Brutales Foltergefängnis

Palmyra selbst stellt dabei ein Symbol dar. Denn für die syrische Opposition stand der Ort nicht nur für seine einzigartigen antiken Baudenkmäler, sondern auch als Sinnbild für das brutalste und berüchtigtste Gefängnis, das das Regime dort einst unterhielt und in dem Oppositionelle „hinter der Sonne“ verschwanden. Palmyra war lang der Gulag der syrischen Diktatur.

Die Opposition steckt mit der Eroberung von IS-Territorium durch das Regime in der Klemme. Einerseits kann sie diesen Schlag gegen den IS nicht per se gutheißen, denn es ist das so verhasste Regime, das hier auch Boden für sich gutgemacht hat. Andererseits können sich die Rebellen nicht selbst als effektiver Partner im Kampf gegen den IS und damit als Alternative im Antiterrorkampf präsentieren. Zu sehr sind sie in den letzten Monaten geschwächt worden, durch dieselben russischen Kampfjets, die nach der vereinbarten Waffenpause mit den Rebellen nun endlich massiv gegen IS-Stellungen Angriffe fliegen – dies, nachdem Russland seinen Rückzug aus Syrien verkündet hat.

Das Regime und seine Partner nutzen die vereinbarte Feuerpause mit den Rebellen, um diesmal Territorium, nicht von den Rebellen, sondern von dem IS zurückzuerobern.

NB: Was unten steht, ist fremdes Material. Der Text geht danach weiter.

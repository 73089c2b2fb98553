// src/resolver.rs

//! Dependency resolution
//!
//! Computes the transitive closure of a package's `Depends` list against the
//! catalog with a breadth-first walk over package names. A visited set keyed
//! by name makes cycles and diamonds terminate without special handling.
//! Names missing from the catalog are reported as broken and skipped; they
//! never stop the walk.

use crate::packages::Package;
use std::collections::{BTreeMap, HashSet, VecDeque};
use tracing::warn;

/// A dependency name that is not in the catalog
#[derive(Debug, Clone, PartialEq, Eq)]
pub struct BrokenDependency {
    /// Package whose `Depends` names the missing package
    pub required_by: String,
    /// The name that could not be found
    pub name: String,
}

/// Result of resolving one package
#[derive(Debug, Clone, Default)]
pub struct Resolution {
    /// Every reachable dependency, once each, sorted by name. Never contains
    /// the root package itself.
    pub packages: Vec<Package>,
    /// Missing names, in the order they were encountered
    pub broken: Vec<BrokenDependency>,
}

impl Resolution {
    pub fn is_complete(&self) -> bool {
        self.broken.is_empty()
    }

    pub fn names(&self) -> Vec<&str> {
        self.packages.iter().map(Package::name).collect()
    }
}

/// Resolves dependencies against a name-keyed catalog
pub struct Resolver<'a> {
    catalog: &'a BTreeMap<String, Package>,
}

impl<'a> Resolver<'a> {
    pub fn new(catalog: &'a BTreeMap<String, Package>) -> Self {
        Self { catalog }
    }

    /// Transitive dependencies of `root`
    pub fn resolve(&self, root: &Package) -> Resolution {
        let mut queue: VecDeque<(String, String)> = root
            .dependency_names()
            .into_iter()
            .map(|dep| (root.name().to_string(), dep.to_string()))
            .collect();

        let mut visited: HashSet<String> = HashSet::new();
        let mut found: BTreeMap<String, Package> = BTreeMap::new();
        let mut broken = Vec::new();

        while let Some((required_by, name)) = queue.pop_front() {
            if !visited.insert(name.clone()) {
                continue;
            }

            let Some(pkg) = self.catalog.get(&name) else {
                warn!("Broken dependency: {} (required by {})", name, required_by);
                broken.push(BrokenDependency { required_by, name });
                continue;
            };

            for dep in pkg.dependency_names() {
                queue.push_back((name.clone(), dep.to_string()));
            }

            if name != root.name() {
                found.insert(name, pkg.clone());
            }
        }

        Resolution {
            packages: found.into_values().collect(),
            broken,
        }
    }
}

#[cfg(test)]
mod tests {
    use super::*;

    fn catalog(entries: &[(&str, &str)]) -> BTreeMap<String, Package> {
        entries
            .iter()
            .map(|(name, depends)| {
                let mut stanza = format!("Package: {}\nVersion: 1.0\n", name);
                if !depends.is_empty() {
                    stanza.push_str(&format!("Depends: {}\n", depends));
                }
                (name.to_string(), Package::parse(&stanza).unwrap())
            })
            .collect()
    }

    #[test]
    fn test_transitive_closure() {
        let cat = catalog(&[("app", "lib-a"), ("lib-a", "lib-b"), ("lib-b", ""), ("other", "")]);
        let resolution = Resolver::new(&cat).resolve(&cat["app"]);

        assert_eq!(resolution.names(), vec!["lib-a", "lib-b"]);
        assert!(resolution.is_complete());
    }

    #[test]
    fn test_no_dependencies() {
        let cat = catalog(&[("solo", "")]);
        let resolution = Resolver::new(&cat).resolve(&cat["solo"]);
        assert!(resolution.packages.is_empty());
        assert!(resolution.broken.is_empty());
    }

    #[test]
    fn test_cycle_terminates() {
        let cat = catalog(&[("a", "b"), ("b", "a")]);
        let resolution = Resolver::new(&cat).resolve(&cat["a"]);

        // The root never appears in its own closure
        assert_eq!(resolution.names(), vec!["b"]);
    }

    #[test]
    fn test_longer_cycle_terminates() {
        let cat = catalog(&[("a", "b"), ("b", "c"), ("c", "d"), ("d", "b")]);
        let resolution = Resolver::new(&cat).resolve(&cat["a"]);
        assert_eq!(resolution.names(), vec!["b", "c", "d"]);
    }

    #[test]
    fn test_diamond_returns_each_once() {
        let cat = catalog(&[("top", "left right"), ("left", "base"), ("right", "base"), ("base", "")]);
        let resolution = Resolver::new(&cat).resolve(&cat["top"]);
        assert_eq!(resolution.names(), vec!["base", "left", "right"]);
    }

    #[test]
    fn test_broken_dependency_reported_once() {
        let cat = catalog(&[("app", "present missing"), ("present", "")]);
        let resolution = Resolver::new(&cat).resolve(&cat["app"]);

        assert_eq!(resolution.names(), vec!["present"]);
        assert_eq!(
            resolution.broken,
            vec![BrokenDependency {
                required_by: "app".to_string(),
                name: "missing".to_string(),
            }]
        );
    }

    #[test]
    fn test_missing_name_reached_twice_reported_once() {
        let cat = catalog(&[("app", "left right"), ("left", "gone"), ("right", "gone")]);
        let resolution = Resolver::new(&cat).resolve(&cat["app"]);

        assert_eq!(resolution.names(), vec!["left", "right"]);
        assert_eq!(resolution.broken.len(), 1);
        assert_eq!(resolution.broken[0].required_by, "left");
    }

    #[test]
    fn test_empty_token_is_broken_not_fatal() {
        let cat = catalog(&[("app", "a  b"), ("a", ""), ("b", "")]);
        let resolution = Resolver::new(&cat).resolve(&cat["app"]);

        assert_eq!(resolution.names(), vec!["a", "b"]);
        assert_eq!(resolution.broken.len(), 1);
        assert_eq!(resolution.broken[0].name, "");
    }

    #[test]
    fn test_root_outside_catalog() {
        let cat = catalog(&[("lib", "")]);
        let root = Package::parse("Package: local\nDepends: lib\n").unwrap();
        let resolution = Resolver::new(&cat).resolve(&root);
        assert_eq!(resolution.names(), vec!["lib"]);
    }
}
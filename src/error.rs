use thiserror::Error;

#[derive(Error, Debug)]
pub enum PeerstoreError {
    #[error("IO error: {0}")]
    Io(#[from] std::io::Error),

    #[error("Storage error: {0}")]
    Storage(#[from] storage::StorageError),

    #[error("Cluster error: {0}")]
    Cluster(#[from] cluster::ClusterError),

    #[error("Replication error: {0}")]
    Replication(#[from] replication::ReplicationError),

    #[error("API error: {0}")]
    Api(#[from] api::ApiError),

    #[error("Invalid configuration: {0}")]
    InvalidConfig(String),

    #[error("Service stopped: {0}")]
    ServiceStopped(String),
}

pub type Result<T> = std::result::Result<T, PeerstoreError>;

Das verbessert sicherlich das internationale Standing Assads als Bollwerk gegen den Terror und damit auch seine Position bei zukünftigen Friedensverhandlungen in Genf. Die Botschaft ist klar: Ohne uns geht in Syrien gegen den IS nichts, und deshalb kann es nur eine politische Zukunft mit dem Regime geben. Insofern haben sich die Gewichte in den letzten Tagen nicht nur militärisch gegen den IS, sondern auch politisch gegen die syrische Opposition verschoben.